Le mardi 30 novembre 1954, sous le titre "Pourquoi a-t-il été condamné ?", le journaliste du Dauphiné Libéré, René-Louis Lachat, grand et fin connaisseur de l'Affaire Dominici, revint sur le procès en stigmatisant "ceux qui jugent bien imprudemment que Dominici a été condamné sans preuves". Et de rappeler l'argumentaire de Sabatier :

 

 

Le vendredi 26 novembre 1954, le procureur de la République Louis Sabatier abattit ses cartes : crime de la colère, culpabilité totale, entière, unique, de Gaston Dominici(1) . Sabatier énonça alors ce qu'il considérait comme les dix-sept preuves de la culpabilité de l'accusé.

 

 

1. Gaston déclara à Sébeille, le premier soir : "elle [Lady Drummond] est morte sans souffrir".

2. Gaston déclara qu'il avait trouvé l'éclat de crosse à 9 heures, alors qu'il a été découvert entre 15 et 16 heures, par un autre que lui (le cantonnier Robert Eyroux faisant office de fossoyeur).

3. Gaston se dénonça en allant sans hésitation vers le lieu où était cachée la carabine (sans savoir que ses fils Gustave et Clovis avaient, séparément, avant lui, désigné la même cachette, entre deux planches).

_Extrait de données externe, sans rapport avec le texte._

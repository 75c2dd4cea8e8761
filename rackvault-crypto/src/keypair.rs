//! Per-user asymmetric keypairs and master key wrapping.
//!
//! Uses X25519 key exchange + XSalsa20-Poly1305 to seal the master key to a
//! user's public key. Each wrap uses a fresh ephemeral keypair, so the
//! resulting envelope authenticates: opening it with the wrong private key
//! fails rather than yielding garbage.
//!
//! Private keys are stored only passphrase-protected (Argon2id ->
//! ChaCha20-Poly1305) with the salt and KDF cost embedded in the blob.

use crypto_box::aead::Aead;
use crypto_box::{PublicKey, SalsaBox, SecretKey};
use rand::rngs::OsRng;
use rand::RngCore;
use serde::{Deserialize, Serialize};
use zeroize::Zeroizing;

use crate::cipher::{decrypt, encrypt, EncryptedData};
use crate::error::{CryptoError, CryptoResult};
use crate::key::{derive_key, KdfParams, MasterKey, Salt, KEY_SIZE, SALT_SIZE};

/// X25519 keypair owned by one user.
///
/// The secret key zeroizes on drop (from crypto_box).
pub struct UserKeyPair {
    pub secret: SecretKey,
    pub public: PublicKey,
}

impl UserKeyPair {
    /// Generates a fresh keypair.
    pub fn generate() -> Self {
        let secret = SecretKey::generate(&mut OsRng);
        let public = secret.public_key();
        Self { secret, public }
    }

    /// Returns the public key as a raw 32-byte array.
    pub fn public_bytes(&self) -> [u8; 32] {
        *self.public.as_bytes()
    }

    /// Reconstructs a keypair from raw secret key bytes.
    pub fn from_secret_bytes(bytes: [u8; 32]) -> Self {
        let secret = SecretKey::from(bytes);
        let public = secret.public_key();
        Self { secret, public }
    }
}

/// The master key sealed to one user's public key.
///
/// The ephemeral public key is included so the holder of the matching
/// private key can reconstruct the shared secret.
#[derive(Clone, Debug, Serialize, Deserialize)]
pub struct WrappedMasterKey {
    /// Ephemeral X25519 public key (sender side of DH).
    pub ephemeral_public_key: [u8; 32],
    /// XSalsa20 nonce (24 bytes).
    pub nonce: [u8; 24],
    /// Encrypted master key (ciphertext + Poly1305 tag).
    pub ciphertext: Vec<u8>,
}

/// Private key encrypted under a passphrase-derived key.
///
/// Salt and KDF parameters ride along so the passphrase is the only input
/// needed for recovery.
#[derive(Clone, Debug, Serialize, Deserialize)]
pub struct PassphraseProtectedKey {
    pub salt: [u8; SALT_SIZE],
    pub params: KdfParams,
    pub encrypted: EncryptedData,
}

/// Seals the master key to a recipient's public key.
///
/// A fresh ephemeral X25519 keypair is generated per call, so wrapping the
/// same master key for the same user twice yields unrelated envelopes.
pub fn seal_master_key(
    master_key: &MasterKey,
    recipient_pk: &PublicKey,
) -> CryptoResult<WrappedMasterKey> {
    let ephemeral = SecretKey::generate(&mut OsRng);
    let ephemeral_pk = ephemeral.public_key();

    let salsa_box = SalsaBox::new(recipient_pk, &ephemeral);

    let mut nonce_bytes = [0u8; 24];
    OsRng.fill_bytes(&mut nonce_bytes);

    let ciphertext = salsa_box
        .encrypt(
            crypto_box::Nonce::from_slice(&nonce_bytes),
            master_key.as_bytes().as_slice(),
        )
        .map_err(|e| CryptoError::Encryption(format!("master key wrap failed: {e}")))?;

    Ok(WrappedMasterKey {
        ephemeral_public_key: *ephemeral_pk.as_bytes(),
        nonce: nonce_bytes,
        ciphertext,
    })
}

/// Opens a wrapped master key with the recipient's private key.
pub fn open_master_key(
    wrapped: &WrappedMasterKey,
    recipient_sk: &SecretKey,
) -> CryptoResult<MasterKey> {
    let ephemeral_pk = PublicKey::from(wrapped.ephemeral_public_key);
    let salsa_box = SalsaBox::new(&ephemeral_pk, recipient_sk);

    let plaintext = Zeroizing::new(
        salsa_box
            .decrypt(
                crypto_box::Nonce::from_slice(&wrapped.nonce),
                wrapped.ciphertext.as_slice(),
            )
            .map_err(|_| CryptoError::Decryption)?,
    );

    MasterKey::from_slice(&plaintext).ok_or(CryptoError::InvalidKeyLength {
        expected: KEY_SIZE,
        actual: plaintext.len(),
    })
}

/// Encrypts a private key under a passphrase (Argon2id -> ChaCha20-Poly1305).
pub fn protect_private_key(
    sk: &SecretKey,
    passphrase: &str,
    params: &KdfParams,
) -> CryptoResult<PassphraseProtectedKey> {
    let salt = Salt::random();
    let derived = derive_key(passphrase, &salt, params)?;

    let sk_bytes = Zeroizing::new(sk.to_bytes());
    let encrypted = encrypt(derived.as_bytes(), sk_bytes.as_slice())?;

    Ok(PassphraseProtectedKey {
        salt: *salt.as_bytes(),
        params: *params,
        encrypted,
    })
}

/// Decrypts a passphrase-protected private key.
///
/// A wrong passphrase fails authentication; it never produces a usable-looking
/// but wrong key.
pub fn recover_private_key(
    protected: &PassphraseProtectedKey,
    passphrase: &str,
) -> CryptoResult<SecretKey> {
    let salt = Salt::from_bytes(protected.salt);
    let derived = derive_key(passphrase, &salt, &protected.params)?;
    let plaintext = decrypt(derived.as_bytes(), &protected.encrypted)?;

    if plaintext.len() != 32 {
        return Err(CryptoError::InvalidKeyLength {
            expected: 32,
            actual: plaintext.len(),
        });
    }

    let mut bytes = [0u8; 32];
    bytes.copy_from_slice(&plaintext);
    Ok(SecretKey::from(bytes))
}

4 Gaston se dénonça en se plaçant au point exact (pour mimer son tir sur Lady Drummond) où deux douilles furent retrouvées.

5. Gaston se dénonça en révélant (deux jours après la tuerie, au capitaine Albert) un détail que personne ne connaissait (la blessure de la fillette à l'oreille).

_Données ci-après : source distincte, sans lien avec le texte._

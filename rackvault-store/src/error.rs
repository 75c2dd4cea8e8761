//! Storage error types.

use thiserror::Error;

/// Result type for store operations.
pub type StoreResult<T> = Result<T, StoreError>;

/// Errors from the persistence layer.
///
/// `NotFound` is distinct from other failures so callers can translate a
/// missing record into the right protocol error.
#[derive(Debug, Error)]
pub enum StoreError {
    #[error("not found: {0}")]
    NotFound(String),

    #[error("storage error: {0}")]
    Storage(String),

    #[error("serialization error: {0}")]
    Serialization(#[from] serde_json::Error),
}

impl From<rusqlite::Error> for StoreError {
    fn from(e: rusqlite::Error) -> Self {
        StoreError::Storage(e.to_string())
    }
}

6. Gaston se dénonça en faisant placer le policier mimant Sir Jack de dos, fuyant (les trois balles dans le dos avaient été tenues secrètes).

7. Gaston se dénonça en indiquant une première balle tirée dans la main de Sir Drummond (point tenu secret).

[Cf. ces remarques du président Bousquet (première journée d'audience, fin d'après-midi) : La petite était à genoux, Dominici, vous l'avez dit : "j'ai levé la carabine, j'ai frappé, la crosse s'est brisée, je me suis lavé les mains, j'ai jeté la carabine dans la Durance et je suis allé me coucher". Vous avez alors donné un détail que vous n'auriez pu connaître : la blessure de Sir Drummond provoquée à la main droite par votre premier coup de feu". [et si l'on tient compte du fait que la balle a été en réalité tirée à distance, alors l'allégation de Gaston - Sir Drummond tenait le canon par la main, le coup est parti - est fausse, et on ne peut plus dire : "c'est un accident"].

8. Gaston se dénonça en indiquant l'emplacement exact (le trou d'eau) où l'inspecteur Ranchin avait retrouvé la crosse de l'U.S.-M1.

9. Gaston se dénonça en indiquant, sans y être invité, l'endroit où il alla laver ses mains rouges de sang.

10. Gaston se dénonça en indiquant qu'il n'avait pas à faire laver son pantalon, qui ne portait aucune trace de sang (Gustave avait fourni le même renseignement, de façon séparée).

[En réalité, lors du procès, Gaston s'est terriblement "coupé", même si son propos n'a malheureusement pas été immédiatement relevé par le Président. Lors de la journée du 23 novembre 1953, après que sa femme "la vieille Sardine" eut déposé (l'envoyé spécial du Parisien libéré remarqua alors : "Le vieux Dominici est d'autant plus ému que sa vieille compagne a bien appris sa leçon et récite d'évidents mensonges pour le sauver"), il l'interpella : "Tu as vu, quand je suis rentré, mon pantalon plein de sang ? Jamais, répondit-elle, il était bien propre de partout". Le Quand je suis rentré est un aveu de taille, on ne l'a pas assez souligné !]

11. Seul des Dominici, Gaston ne connaissait pas le fonctionnement exact de la carabine, et la rechargeait comme un mousqueton, c'est à dire en faisant jouer la culasse après chaque coup tiré

[Personnellement, je fais toutes réserves sur la valeur de cet argument, que j'estime parfaitement erroné. D'autant qu'on n'a jamais demandé à Gustave, à Clovis et à Roger Perrin de montrer leur savoir-faire avec la carabine !].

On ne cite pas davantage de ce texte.